Start by looking for all instances of OpenSSL in your environment. A quick way to do that is to conduct a TCP port scan for default SSL and TLS ports using your favorite port scanner, and rule out those that are running Microsoft Windows, OS X, or other non-OpenSSL products. SSH, on TCP port 22 and HTTPS on 443, is a good start, but there are literally dozens of protocols and ports that could be using OpenSSL.

I came up with this quick list: 22 (SSH), 26 (encrypted SMTP), 443 (HTTPS), 563 (NNTP encrypted), 636 (LDAP over SSL), 989 and 990 (FTP encrypted), 992 (Telnet encrypted), 993 (IMAPS), 994 (IRC encrypted), and 995 (POP3S). There are probably dozens of other protocols that could use OpenSSL for its SSL/TLS protection, and any of these services could ultimately be running on any port (if not configured to use the well-known default port). Don't forget to include all the websites hosted external from your company but owned or managed by your team.
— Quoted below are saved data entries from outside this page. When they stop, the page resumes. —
// Codepad - Terminal Code Editor
// Copyright (C) 2024 Zhuo Zhang and Wuqi Zhang
//
// This program is free software: you can redistribute it and/or modify
// it under the terms of the GNU Affero General Public License as published by
// the Free Software Foundation, either version 3 of the License, or
// (at your option) any later version.
//
// This program is distributed in the hope that it will be useful,
// but WITHOUT ANY WARRANTY; without even the implied warranty of
// MERCHANTABILITY or FITNESS FOR A PARTICULAR PURPOSE. See the
// GNU Affero General Public License for more details.
//
// You should have received a copy of the GNU Affero General Public License
// along with this program. If not, see <https://www.gnu.org/licenses/>.

//! Core data types shared by the engine, the TUI and the CLI.
//!
//! Everything in this module is plain data: no I/O, no locking. Values are
//! created by the engine and handed to the UI layer, which owns them.

use chrono::{DateTime, Local};
use serde::{Deserialize, Serialize};
use std::{fmt, path::PathBuf, str::FromStr};

/// Languages the editor knows about.
///
/// Only a subset of them has a variable extraction pattern; see
/// `codepad_engine::extract` for details.
#[derive(Debug, Clone, Copy, PartialEq, Eq, Hash, Default, Serialize, Deserialize)]
#[serde(rename_all = "lowercase")]
pub enum Language {
    /// JavaScript (and JSX)
    #[default]
    JavaScript,
    /// TypeScript (and TSX)
    TypeScript,
    /// Python
    Python,
    /// Java
    Java,
    /// C
    C,
    /// C++
    Cpp,
    /// C#
    CSharp,
    /// Go
    Go,
    /// Ruby
    Ruby,
    /// PHP
    Php,
    /// Rust
    Rust,
    /// Swift
    Swift,
    /// Kotlin
    Kotlin,
    /// SQL
    Sql,
    /// HTML
    Html,
    /// CSS
    Css,
    /// JSON
    Json,
    /// Markdown
    Markdown,
    /// YAML
    Yaml,
    /// XML
    Xml,
    /// Shell scripts
    Shell,
    /// Anything else
    PlainText,
}

impl Language {
    /// Every language, in the order the language picker cycles through them.
    pub const ALL: [Self; 22] = [
        Self::JavaScript,
        Self::TypeScript,
        Self::Python,
        Self::Java,
        Self::C,
        Self::Cpp,
        Self::CSharp,
        Self::Go,
        Self::Ruby,
        Self::Php,
        Self::Rust,
        Self::Swift,
        Self::Kotlin,
        Self::Sql,
        Self::Html,
        Self::Css,
        Self::Json,
        Self::Markdown,
        Self::Yaml,
        Self::Xml,
        Self::Shell,
        Self::PlainText,
    ];

    /// Lowercase identifier used in prompts, config files and the CLI.
    pub fn id(&self) -> &'static str {
        match self {
            Self::JavaScript => "javascript",
            Self::TypeScript => "typescript",
            Self::Python => "python",
            Self::Java => "java",
            Self::C => "c",
            Self::Cpp => "cpp",
            Self::CSharp => "csharp",
            Self::Go => "go",
            Self::Ruby => "ruby",
            Self::Php => "php",
            Self::Rust => "rust",
            Self::Swift => "swift",
            Self::Kotlin => "kotlin",
            Self::Sql => "sql",
            Self::Html => "html",
            Self::Css => "css",
            Self::Json => "json",
            Self::Markdown => "markdown",
            Self::Yaml => "yaml",
            Self::Xml => "xml",
            Self::Shell => "shell",
            Self::PlainText => "plaintext",
        }
    }

    /// Guess the language of a file from its extension.
    ///
    /// Unknown or missing extensions map to [`Language::PlainText`].
    pub fn from_file_name(name: &str) -> Self {
        let Some((_, ext)) = name.rsplit_once('.') else {
            return Self::PlainText;
        };

        match ext.to_ascii_lowercase().as_str() {
            "js" | "jsx" => Self::JavaScript,
            "ts" | "tsx" => Self::TypeScript,
            "py" => Self::Python,
            "html" => Self::Html,
            "css" => Self::Css,
            "json" => Self::Json,
            "md" => Self::Markdown,
            "java" => Self::Java,
            "c" => Self::C,
            "cpp" => Self::Cpp,
            "cs" => Self::CSharp,
            "go" => Self::Go,
            "rb" => Self::Ruby,
            "php" => Self::Php,
            "rs" => Self::Rust,
            "swift" => Self::Swift,
            "kt" => Self::Kotlin,
            "sql" => Self::Sql,
            "yaml" | "yml" => Self::Yaml,
            "xml" => Self::Xml,
            "sh" | "bash" => Self::Shell,
            _ => Self::PlainText,
        }
    }

    /// The language that follows this one in [`Language::ALL`], wrapping around.
    pub fn next(&self) -> Self {
        let idx = Self::ALL.iter().position(|l| l == self).unwrap_or(0);
        Self::ALL[(idx + 1) % Self::ALL.len()]
    }

    /// Token that starts a line comment, if the language has one.
    pub fn line_comment(&self) -> Option<&'static str> {
        match self {
            Self::Python | Self::Ruby | Self::Shell | Self::Yaml => Some("#"),
            Self::Sql => Some("--"),
            Self::Html | Self::Xml | Self::Markdown | Self::Json | Self::PlainText => None,
            _ => Some("//"),
        }
    }
}

impl fmt::Display for Language {
    fn fmt(&self, f: &mut fmt::Formatter<'_>) -> fmt::Result {
        f.write_str(self.id())
    }
}

/// Error returned when a language identifier is not recognized.
#[derive(Debug, Clone, PartialEq, Eq)]
pub struct UnknownLanguage(pub String);

impl fmt::Display for UnknownLanguage {
    fn fmt(&self, f: &mut fmt::Formatter<'_>) -> fmt::Result {
        write!(f, "unknown language '{}'", self.0)
    }
}

impl std::error::Error for UnknownLanguage {}

impl FromStr for Language {
    type Err = UnknownLanguage;

    fn from_str(s: &str) -> Result<Self, Self::Err> {
        let lowered = s.trim().to_ascii_lowercase();
        // A few aliases people actually type
        let lowered = match lowered.as_str() {
            "js" => "javascript",
            "ts" => "typescript",
            "py" => "python",
            "c++" => "cpp",
            "c#" | "cs" => "csharp",
            "text" | "txt" => "plaintext",
            "sh" | "bash" => "shell",
            "md" => "markdown",
            "yml" => "yaml",
            other => other,
        };

        Self::ALL
            .iter()
            .copied()
            .find(|l| l.id() == lowered)
            .ok_or_else(|| UnknownLanguage(s.to_string()))
    }
}

/// The ordered lines of the editor buffer.
///
/// The buffer is replaced wholesale when AI output is accepted; it is never
/// patched line by line by the engine.
#[derive(Debug, Clone, Default, PartialEq, Eq, Serialize, Deserialize)]
pub struct SourceBuffer {
    lines: Vec<String>,
}

impl SourceBuffer {
    /// Split `text` into lines on `\n`, stripping a trailing `\r` from each.
    ///
    /// An empty text yields a single empty line, so a buffer always has at
    /// least one line.
    pub fn from_text(text: &str) -> Self {
        let lines = text.split('\n').map(|l| l.strip_suffix('\r').unwrap_or(l).to_string()).collect();
        Self { lines }
    }

    /// Build a buffer from already split lines.
    pub fn from_lines<I, S>(lines: I) -> Self
    where
        I: IntoIterator<Item = S>,
        S: Into<String>,
    {
        let lines: Vec<String> = lines.into_iter().map(Into::into).collect();
        if lines.is_empty() {
            Self { lines: vec![String::new()] }
        } else {
            Self { lines }
        }
    }

    /// The lines of the buffer.
    pub fn lines(&self) -> &[String] {
        &self.lines
    }

    /// Number of lines, never less than one for a buffer built with the
    /// constructors above.
    pub fn line_count(&self) -> usize {
        self.lines.len().max(1)
    }

    /// Join the lines back into text.
    pub fn text(&self) -> String {
        self.lines.join("\n")
    }
}

/// The right-hand side of an extracted assignment.
///
/// The text is never evaluated; the tag makes that explicit wherever a value
/// is shown.
#[derive(Debug, Clone, PartialEq, Eq, Serialize, Deserialize)]
#[serde(tag = "kind", content = "text")]
pub enum VariableValue {
    /// Unevaluated source text, trimmed of surrounding whitespace.
    RawText(String),
}

impl VariableValue {
    /// Borrow the raw text.
    pub fn as_str(&self) -> &str {
        match self {
            Self::RawText(text) => text,
        }
    }
}

impl fmt::Display for VariableValue {
    fn fmt(&self, f: &mut fmt::Formatter<'_>) -> fmt::Result {
        f.write_str(self.as_str())
    }
}

/// An assignment found by the variable extractor.
#[derive(Debug, Clone, PartialEq, Eq, Serialize, Deserialize)]
pub struct VariableRecord {
    /// Identifier on the left-hand side
    pub name: String,
    /// Unevaluated right-hand side
    pub value: VariableValue,
    /// 1-based line the assignment was found on
    pub line: usize,
}

impl VariableRecord {
    /// Convenience constructor wrapping `value` as raw text.
    pub fn new(name: impl Into<String>, value: impl Into<String>, line: usize) -> Self {
        Self { name: name.into(), value: VariableValue::RawText(value.into()), line }
    }
}

/// A diagnostic reported against the buffer.
#[derive(Debug, Clone, PartialEq, Eq, Serialize, Deserialize)]
pub struct ValidationMarker {
    /// 1-based line
    pub start_line: usize,
    /// 1-based column
    pub start_column: usize,
    /// Human readable description
    pub message: String,
}

impl ValidationMarker {
    /// Create a marker.
    pub fn new(start_line: usize, start_column: usize, message: impl Into<String>) -> Self {
        Self { start_line, start_column, message: message.into() }
    }
}

impl fmt::Display for ValidationMarker {
    fn fmt(&self, f: &mut fmt::Formatter<'_>) -> fmt::Result {
        write!(f, "{}:{}: {}", self.start_line, self.start_column, self.message)
    }
}

/// Whether a [`FileNode`] is a file or a folder.
#[derive(Debug, Clone, Copy, PartialEq, Eq, Hash, Serialize, Deserialize)]
#[serde(rename_all = "lowercase")]
pub enum NodeKind {
    /// Regular file
    File,
    /// Directory
    Folder,
}

/// One entry of the project forest.
///
/// Nodes link to their parent by id; the forest is stored as a flat list in
/// depth-first order, each folder before its children.
#[derive(Debug, Clone, PartialEq, Eq, Serialize, Deserialize)]
pub struct FileNode {
    /// Deterministic id derived from the parent id and the sanitized name
    pub id: String,
    /// File or folder name as it appears on disk
    pub name: String,
    /// File or folder
    pub kind: NodeKind,
    /// Parent id, `None` for the root
    pub parent_id: Option<String>,
    /// Absolute path on disk
    pub path: PathBuf,
    /// File content, when it has been loaded
    #[serde(default, skip_serializing_if = "Option::is_none")]
    pub content: Option<String>,
}

impl FileNode {
    /// Whether this node is a folder.
    pub fn is_folder(&self) -> bool {
        self.kind == NodeKind::Folder
    }

    /// Language guessed from the file name.
    pub fn language(&self) -> Language {
        Language::from_file_name(&self.name)
    }
}

/// Author of a chat message.
#[derive(Debug, Clone, Copy, PartialEq, Eq, Serialize, Deserialize)]
#[serde(rename_all = "lowercase")]
pub enum Role {
    /// The person at the keyboard
    User,
    /// The AI endpoint
    Assistant,
}

/// How a chat message should be rendered.
#[derive(Debug, Clone, Copy, PartialEq, Eq, Serialize, Deserialize)]
#[serde(rename_all = "lowercase")]
pub enum MessageKind {
    /// Prose
    Text,
    /// Contains a fenced code block
    Code,
}

/// A single chat bubble.
#[derive(Debug, Clone, PartialEq, Eq, Serialize, Deserialize)]
pub struct ChatMessage {
    /// Who wrote it
    pub role: Role,
    /// Raw message text
    pub content: String,
    /// Rendering hint
    pub kind: MessageKind,
    /// When the message was created
    pub timestamp: DateTime<Local>,
}

impl ChatMessage {
    /// A message typed by the user.
    pub fn user(content: impl Into<String>) -> Self {
        Self {
            role: Role::User,
            content: content.into(),
            kind: MessageKind::Text,
            timestamp: Local::now(),
        }
    }

    /// A reply from the assistant with the given rendering hint.
    pub fn assistant(content: impl Into<String>, kind: MessageKind) -> Self {
        Self { role: Role::Assistant, content: content.into(), kind, timestamp: Local::now() }
    }

    /// Whether this is an assistant reply carrying code.
    pub fn is_code_reply(&self) -> bool {
        self.role == Role::Assistant && self.kind == MessageKind::Code
    }
}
Step 2: Determine if port is running a vulnerable version of OpenSSL

After you've located your IP addresses and ports potentially running OpenSSL, run a scanner that can do a test connection and return the answering connection string (which often returns the version). Many scanners, like the very popular and feature-rich Nmap scanner (nmap.org), can do the port scanning and identify the vendor and version number at the same time. Very handy.

Step 3: Prioritize vulnerable assets

Next, identify which assets are vulnerable and what risk they exposure your company to. An Internet-exposed service containing confidential information, logon creds, and other critical services should certainly be sent to the top of the list. I would add security appliances and network devices there as well.